= Organic computing =

Organic computing is computing that behaves and interacts with humans in an organic manner. The term "organic" is used to describe the system's behavior, and does not imply that they are constructed from organic materials. It is based on the insight that we will soon be surrounded by large collections of autonomous systems, which are equipped with sensors and actuators, aware of their environment, communicate freely, and organize themselves in order to perform the actions and services that seem to be required.
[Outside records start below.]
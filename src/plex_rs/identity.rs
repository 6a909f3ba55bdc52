use reqwest::Client;
use serde::Deserialize;
use url::Url;

use super::{PlexError, read_json, with_token};

/* ---------- Identity (machineIdentifier) ---------- */

#[derive(Debug, Clone, PartialEq, Eq, Deserialize)]
pub struct PlexIdentity {
    #[serde(rename = "machineIdentifier")]
    pub machine_identifier: String,

    #[serde(default)]
    pub version: Option<String>,
}

#[derive(Debug, Deserialize)]
struct PlexIdentityResponse {
    #[serde(rename = "MediaContainer")]
    media_container: PlexIdentity,
}

/// Fetches the machine identifier and version of the server at `base_url`.
///
/// The identity endpoint puts its attributes on the container itself rather
/// than in `Metadata`.
pub async fn get_server_identity(
    client: &Client,
    base_url: &Url,
    user_token: &str,
) -> Result<PlexIdentity, PlexError> {
    let url = base_url.join("identity")?;

    let res = with_token(client.get(url), user_token).send().await?;
    let identity = read_json::<PlexIdentityResponse>(res, "Plex identity response").await?;

    Ok(identity.media_container)
}
use super::accounts::{Account, AccountDirectory};
use super::error::SyncError;
use super::plan::{MirrorAction, ReconciliationPlan};
use crate::plex_rs::PlexError;
use crate::ports::plex::PlexClient;

/// An action that could not be applied, and why.
#[derive(Debug)]
pub struct ActionFailure {
    pub action: MirrorAction,
    pub error: SyncError,
}

/// What happened to each action of a plan.
#[derive(Debug, Default)]
pub struct ExecutionReport {
    pub created: usize,
    pub updated: usize,
    pub deleted: usize,
    /// Actions only reported because of dry-run.
    pub skipped: usize,
    pub failures: Vec<ActionFailure>,
}

impl ExecutionReport {
    pub fn is_success(&self) -> bool {
        self.failures.is_empty()
    }
}

/// Applies a [`ReconciliationPlan`] through the Plex port.
///
/// Actions are independent: a failing action is logged and recorded, and the
/// remaining ones are still attempted. Nothing is retried.
pub struct MirrorExecutor<'a, C: PlexClient + ?Sized> {
    client: &'a C,
    directory: &'a AccountDirectory,
    machine_identifier: &'a str,
    dry_run: bool,
}

impl<'a, C: PlexClient + ?Sized> MirrorExecutor<'a, C> {
    pub fn new(
        client: &'a C,
        directory: &'a AccountDirectory,
        machine_identifier: &'a str,
        dry_run: bool,
    ) -> Self {
        Self {
            client,
            directory,
            machine_identifier,
            dry_run,
        }
    }

    pub async fn execute(&self, plan: &ReconciliationPlan) -> ExecutionReport {
        let mut report = ExecutionReport::default();

        for action in plan.actions() {
            let Some(account) = self.directory.get(action.target()) else {
                report.failures.push(ActionFailure {
                    action: action.clone(),
                    error: SyncError::Consistency(format!(
                        "Planned action targets unknown account {:?}",
                        action.target()
                    )),
                });
                continue;
            };

            if self.dry_run {
                describe_dry_run(account, action);
                report.skipped += 1;
                continue;
            }

            match self.apply(account, action).await {
                Ok(()) => match action {
                    MirrorAction::Create { .. } => report.created += 1,
                    MirrorAction::Update { .. } => report.updated += 1,
                    MirrorAction::Delete { .. } => report.deleted += 1,
                },
                Err(error) => {
                    log::error!(
                        "Failed to apply {} for {}: {}",
                        action,
                        account.display_name,
                        error
                    );
                    report.failures.push(ActionFailure {
                        action: action.clone(),
                        error,
                    });
                }
            }
        }

        report
    }

    async fn apply(&self, account: &Account, action: &MirrorAction) -> Result<(), SyncError> {
        let token = account.token.as_str();

        match action {
            MirrorAction::Delete {
                playlist, reason, ..
            } => match self.client.delete_playlist(token, &playlist.key).await {
                Ok(()) => {
                    log::info!(
                        "Removed playlist {} from {} ({})",
                        playlist.title,
                        account.display_name,
                        reason
                    );
                    Ok(())
                }
                Err(PlexError::NotFound(_)) => {
                    log::info!(
                        "Playlist {} was already gone from {}",
                        playlist.title,
                        account.display_name
                    );
                    Ok(())
                }
                Err(e) => Err(e.into()),
            },
            MirrorAction::Create {
                name,
                playlist_type,
                items,
                ..
            } => {
                let keys: Vec<String> = items.iter().map(|item| item.key.clone()).collect();
                self.client
                    .create_playlist(token, self.machine_identifier, name, playlist_type, &keys)
                    .await?;
                log::info!(
                    "Created {} for {} with {} items",
                    name,
                    account.display_name,
                    keys.len()
                );
                Ok(())
            }
            MirrorAction::Update {
                playlist,
                to_add,
                to_remove,
                ..
            } => {
                log::info!(
                    "Syncing {} for {}",
                    playlist.title,
                    account.display_name
                );

                for item in to_remove {
                    let entry_id = item.entry_id.ok_or_else(|| {
                        SyncError::Consistency(format!(
                            "Item {:?} in {} has no playlist entry id",
                            item.title, playlist.title
                        ))
                    })?;
                    self.client
                        .remove_item(token, &playlist.key, entry_id)
                        .await?;
                    log::info!("- \"{}\" not found in source, removed", item.title);
                }

                if !to_add.is_empty() {
                    let keys: Vec<String> = to_add.iter().map(|item| item.key.clone()).collect();
                    self.client
                        .add_items(token, self.machine_identifier, &playlist.key, &keys)
                        .await?;
                    for item in to_add {
                        log::info!("- \"{}\" missing from mirror, added", item.title);
                    }
                }
                Ok(())
            }
        }
    }
}

fn describe_dry_run(account: &Account, action: &MirrorAction) {
    match action {
        MirrorAction::Delete {
            playlist, reason, ..
        } => log::info!(
            "Dry run, not removing {} from {} ({})",
            playlist.title,
            account.display_name,
            reason
        ),
        MirrorAction::Create { name, items, .. } => log::info!(
            "Dry run, not creating {} for {} ({} items)",
            name,
            account.display_name,
            items.len()
        ),
        MirrorAction::Update {
            playlist,
            to_add,
            to_remove,
            ..
        } => {
            log::info!(
                "Dry run, not syncing {} for {}",
                playlist.title,
                account.display_name
            );
            for item in to_remove {
                log::info!("- \"{}\" not found in source", item.title);
            }
            for item in to_add {
                log::info!("- \"{}\" missing from mirror", item.title);
            }
        }
    }
}
use std::hash::{Hash, Hasher};

use super::accounts::Account;
use super::error::SyncError;
use super::mirror_name::{MirrorName, SyncMarkers};
use crate::plex_rs::playlist::{PlexPlaylist, PlexPlaylistItem};
use crate::ports::plex::PlexClient;

/// An entry of a playlist. Two items are the same media when their server
/// keys match; titles can collide across distinct media.
#[derive(Debug, Clone)]
pub struct PlaylistItem {
    pub key: String,
    pub title: String,
    /// Position handle inside one playlist, needed to remove the entry.
    pub entry_id: Option<u64>,
}

impl PlaylistItem {
    #[cfg(test)]
    pub fn new(key: impl Into<String>, title: impl Into<String>) -> Self {
        Self {
            key: key.into(),
            title: title.into(),
            entry_id: None,
        }
    }
}

impl PartialEq for PlaylistItem {
    fn eq(&self, other: &Self) -> bool {
        self.key == other.key
    }
}

impl Eq for PlaylistItem {}

impl Hash for PlaylistItem {
    fn hash<H: Hasher>(&self, state: &mut H) {
        self.key.hash(state);
    }
}

impl From<PlexPlaylistItem> for PlaylistItem {
    fn from(item: PlexPlaylistItem) -> Self {
        Self {
            key: item.rating_key,
            title: item.title,
            entry_id: item.playlist_item_id,
        }
    }
}

#[derive(Debug, Clone, Copy, PartialEq, Eq)]
pub enum IgnoreReason {
    Marker,
    Smart,
    Empty,
}

#[derive(Debug, Clone, PartialEq, Eq)]
pub enum PlaylistClass {
    Ignored(IgnoreReason),
    /// Created by a previous run. `None` when the title carries the sync
    /// marker but cannot be parsed back into an owner and title.
    Mirror(Option<MirrorName>),
    Source,
}

/// One playlist as it was on the server when the run started.
#[derive(Debug, Clone)]
pub struct PlaylistSnapshot {
    /// Identifier of the account the playlist belongs to.
    pub owner: String,
    pub key: String,
    pub title: String,
    pub playlist_type: String,
    pub items: Vec<PlaylistItem>,
    pub class: PlaylistClass,
}

impl PlaylistSnapshot {
    pub fn is_source(&self) -> bool {
        self.class == PlaylistClass::Source
    }

    pub fn is_mirror(&self) -> bool {
        matches!(self.class, PlaylistClass::Mirror(_))
    }
}

/// Markers are checked before anything else, so a marked playlist is never a
/// source.
pub fn classify(title: &str, smart: bool, item_count: usize, markers: &SyncMarkers) -> PlaylistClass {
    if title.starts_with(&markers.ignore) {
        PlaylistClass::Ignored(IgnoreReason::Marker)
    } else if title.starts_with(&markers.sync) {
        PlaylistClass::Mirror(MirrorName::parse(title, markers))
    } else if smart {
        PlaylistClass::Ignored(IgnoreReason::Smart)
    } else if item_count == 0 {
        PlaylistClass::Ignored(IgnoreReason::Empty)
    } else {
        PlaylistClass::Source
    }
}

/// Whether [`classify`] or the planner will look at the playlist's items.
/// A listing that already reports zero entries is not fetched.
fn wants_items(playlist: &PlexPlaylist, markers: &SyncMarkers) -> bool {
    if playlist.title.starts_with(&markers.ignore) || playlist.leaf_count == Some(0) {
        return false;
    }
    playlist.title.starts_with(&markers.sync) || !playlist.is_smart()
}

/// Lists and classifies every playlist of one account.
///
/// A failed listing is an error for the whole run; stale or partial data is
/// never substituted.
pub async fn scan_account<C: PlexClient + ?Sized>(
    client: &C,
    account: &Account,
    markers: &SyncMarkers,
) -> Result<Vec<PlaylistSnapshot>, SyncError> {
    log::info!(
        "Scanning playlists of {} - {}",
        account.display_name,
        account.identifier
    );

    let playlists = client.playlists(&account.token).await?;
    let mut snapshots = Vec::with_capacity(playlists.len());

    for playlist in playlists {
        let smart = playlist.is_smart();
        let items: Vec<PlaylistItem> = if wants_items(&playlist, markers) {
            client
                .playlist_items(&account.token, &playlist.rating_key)
                .await?
                .into_iter()
                .map(PlaylistItem::from)
                .collect()
        } else {
            Vec::new()
        };

        let class = classify(&playlist.title, smart, items.len(), markers);
        match &class {
            PlaylistClass::Ignored(IgnoreReason::Marker) => {
                log::info!("Ignoring {}", playlist.title)
            }
            PlaylistClass::Ignored(IgnoreReason::Smart) => {
                log::info!("Playlist {} is a smart playlist, ignoring", playlist.title)
            }
            PlaylistClass::Ignored(IgnoreReason::Empty) => {
                log::info!("Playlist {} is empty, ignoring", playlist.title)
            }
            PlaylistClass::Mirror(_) => log::debug!("Found mirror {}", playlist.title),
            PlaylistClass::Source => log::info!(
                "Found {} ({} items)",
                playlist.title,
                items.len()
            ),
        }

        snapshots.push(PlaylistSnapshot {
            owner: account.identifier.clone(),
            key: playlist.rating_key,
            title: playlist.title,
            playlist_type: playlist.playlist_type,
            items,
            class,
        });
    }

    Ok(snapshots)
}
The goal is to construct such systems as robust, safe, flexible, and trustworthy as possible. In particular, a strong orientation towards human needs as opposed to a pure implementation of the technologically possible seems absolutely central. In order to achieve these goals, our technical systems will have to act more independently, flexibly, and autonomously, i.e. they will have to exhibit lifelike properties. We call such systems "organic". Hence, an "Organic Computing System" is a technical system which adapts dynamically to exogenous and endogenous change. It is characterized by the properties of self-organization, self-configuration, self-optimization, self-healing, self-protection, self-explaining, and context awareness. It can be seen as an extension of the Autonomic computing vision of IBM.

In a variety of research projects the priority research program SPP 1183 of the German Research Foundation (DFG) addresses fundamental challenges in the design of Organic Computing systems; its objective is a deeper understanding of emergent global behavior in self-organizing systems and the design of specific concepts and tools to support the construction of Organic Computing systems for technical applications.